Two fire engines were dispatched from North Kensington fire station at 12.59 and were on the scene in four minutes. They were joined by two more fire engines, from Kensington and Hammersmith stations “shortly after.” But the equipment available to these firefighters proved woefully inadequate. Having entered the building to put out the fire on the fourth floor, firefighters were perplexed by radio communications that instructed them more fire engines would be needed. Reporter John Sweeney narrated that at first firefighters heard, “It’s a four-pump fire. That means four fire engines. Then it’s a 10-pump fire. That’s bad. Then it’s a 20-pump fire. That’s a catastrophe. And they don’t get it because they are on top of their fire [in the flat’s kitchen].” Sweeney adds, “And then they realise, the fire is growing on the outside.”

The rapid spread of the fire was due to Grenfell Tower being clad in flammable material—installed last year as the cheapest option in a “refurbishment”. Newsnight showed some of the mobile phone footage shot by a nearby resident, Jake Patton. The footage, which begins at 1.12am and lasts five minutes, shows firefighters on the ground outside of the building desperately trying to put out a growing blaze with a hosepipe that barely reaches the fourth floor. By the end of Patton’s footage, the fire has already taken hold of several higher floors.

The logs obtained by Newsnight reveal that a 30-metre (100ft) tower known as an “aerial”, which could reach the 10th floor of Grenfell Tower, was not dispatched until 1:19am. It finally arrived at 1.32am. This was 24 minutes after the first crews were sent to fight the fire, by which time the blaze was out of control—inside and outside the building—with the aerial making no difference.

It wasn’t until hours later that a 67-metre-high aerial tower was dispatched all the way from Surrey, as the London Fire Brigade—tasked with protecting a metropolitan population of 13.7 million people—does not have such critical equipment.

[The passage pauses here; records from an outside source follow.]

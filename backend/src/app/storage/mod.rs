use std::{collections::HashMap, str::FromStr};

use anyhow::Context;
use derive_more::derive::Deref;
use serde::{de::DeserializeOwned, Deserialize, Serialize};
use sqlx::sqlite::{SqliteConnectOptions, SqlitePoolOptions};
use tokio::sync::RwLock;
use tracing::warn;

pub mod hidden;
pub mod recipients;

/// Whole-value key-value persistence. Writes replace the stored value, the last
/// writer wins.
#[async_trait::async_trait]
pub trait KeyValueStore: Send + Sync {
    async fn get(&self, key: &str) -> anyhow::Result<Option<String>>;
    async fn set(&self, key: &str, value: String) -> anyhow::Result<()>;
}

/// Reads a json value, defaulting on absent or malformed data.
pub async fn load_json_or_default<T: DeserializeOwned + Default>(
    store: &dyn KeyValueStore,
    key: &str,
) -> T {
    let raw = match store.get(key).await {
        Ok(Some(raw)) => raw,
        Ok(None) => return T::default(),
        Err(err) => {
            warn!("failed to read {key} from store, using default: {err:#}");
            return T::default();
        }
    };
    serde_json::from_str(&raw).unwrap_or_else(|err| {
        warn!("stored {key} is malformed, using default: {err}");
        T::default()
    })
}

pub async fn store_json<T: Serialize>(
    store: &dyn KeyValueStore,
    key: &str,
    value: &T,
) -> anyhow::Result<()> {
    let raw = serde_json::to_string(value).with_context(|| format!("serialize {key}"))?;
    store.set(key, raw).await
}

#[derive(Debug, Serialize, Deserialize, Clone)]
pub struct StorageConfig {
    pub url: String,
    #[serde(default = "default_max_connections")]
    pub max_connections: u32,
}

pub fn default_max_connections() -> u32 {
    5
}

#[derive(Deref, Clone)]
pub struct StorageClient {
    pub pool: sqlx::Pool<sqlx::Sqlite>,
}

impl StorageClient {
    pub async fn new(pool: sqlx::Pool<sqlx::Sqlite>) -> anyhow::Result<Self> {
        sqlx::query(
            "CREATE TABLE IF NOT EXISTS kv_store (
                key TEXT PRIMARY KEY NOT NULL,
                value TEXT NOT NULL
            )",
        )
        .execute(&pool)
        .await
        .context("create kv_store table")?;
        Ok(Self { pool })
    }

    pub async fn from_config(config: StorageConfig) -> anyhow::Result<Self> {
        let options = SqliteConnectOptions::from_str(&config.url)
            .with_context(|| format!("invalid sqlite url {}", config.url))?
            .create_if_missing(true);
        let pool = SqlitePoolOptions::new()
            .max_connections(config.max_connections)
            .connect_with(options)
            .await?;
        Self::new(pool).await
    }
}

#[async_trait::async_trait]
impl KeyValueStore for StorageClient {
    async fn get(&self, key: &str) -> anyhow::Result<Option<String>> {
        let value = sqlx::query_scalar::<_, String>("SELECT value FROM kv_store WHERE key = ?")
            .bind(key)
            .fetch_optional(&self.pool)
            .await?;
        Ok(value)
    }

    async fn set(&self, key: &str, value: String) -> anyhow::Result<()> {
        sqlx::query(
            "INSERT INTO kv_store (key, value) VALUES (?, ?)
             ON CONFLICT(key) DO UPDATE SET value = excluded.value",
        )
        .bind(key)
        .bind(value)
        .execute(&self.pool)
        .await?;
        Ok(())
    }
}

#[derive(Default)]
pub struct MemoryStore {
    values: RwLock<HashMap<String, String>>,
}

impl MemoryStore {
    pub fn new() -> Self {
        Self::default()
    }
}

#[async_trait::async_trait]
impl KeyValueStore for MemoryStore {
    async fn get(&self, key: &str) -> anyhow::Result<Option<String>> {
        Ok(self.values.read().await.get(key).cloned())
    }

    async fn set(&self, key: &str, value: String) -> anyhow::Result<()> {
        self.values.write().await.insert(key.to_owned(), value);
        Ok(())
    }
}

/// Per-wallet storage key, addresses compared case-insensitively.
pub fn owner_key(prefix: &str, owner: &str) -> String {
    format!("{prefix}:{}", owner.trim().to_lowercase())
}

Firefighters had to work under conditions in which the stairwells, which are supposed to be smoke-free in a tower block, were filled with dense, toxic fumes, leaving many unable to see. On top of this, firefighters’ radio communications did not function properly or at all beyond 10 storeys high—a problem compounded by the fact that so much information was being relayed. Sweeney commented that not only were firefighters “fighting blind, they were fighting deaf.”

Water pressure problems seriously hampered their efforts. One firefighter said, “The fire floors we went in were helmet-meltingly hot… when we were clearing flats, it was a case of a quick look and closing doors because the water pressure wasn’t up to firefighting.”

Firefighters did not have enough of the “extended duration” breathing apparatus required—particularly when operating in the higher floors of Grenfell.

Newsnight revealed that the policy of the London Fire Brigade was not to send tall ladders to residential tower blocks’ fires. Such a decision can only be the result of years of budget cuts and a callous disregard by the central government and local authorities for the working-class population.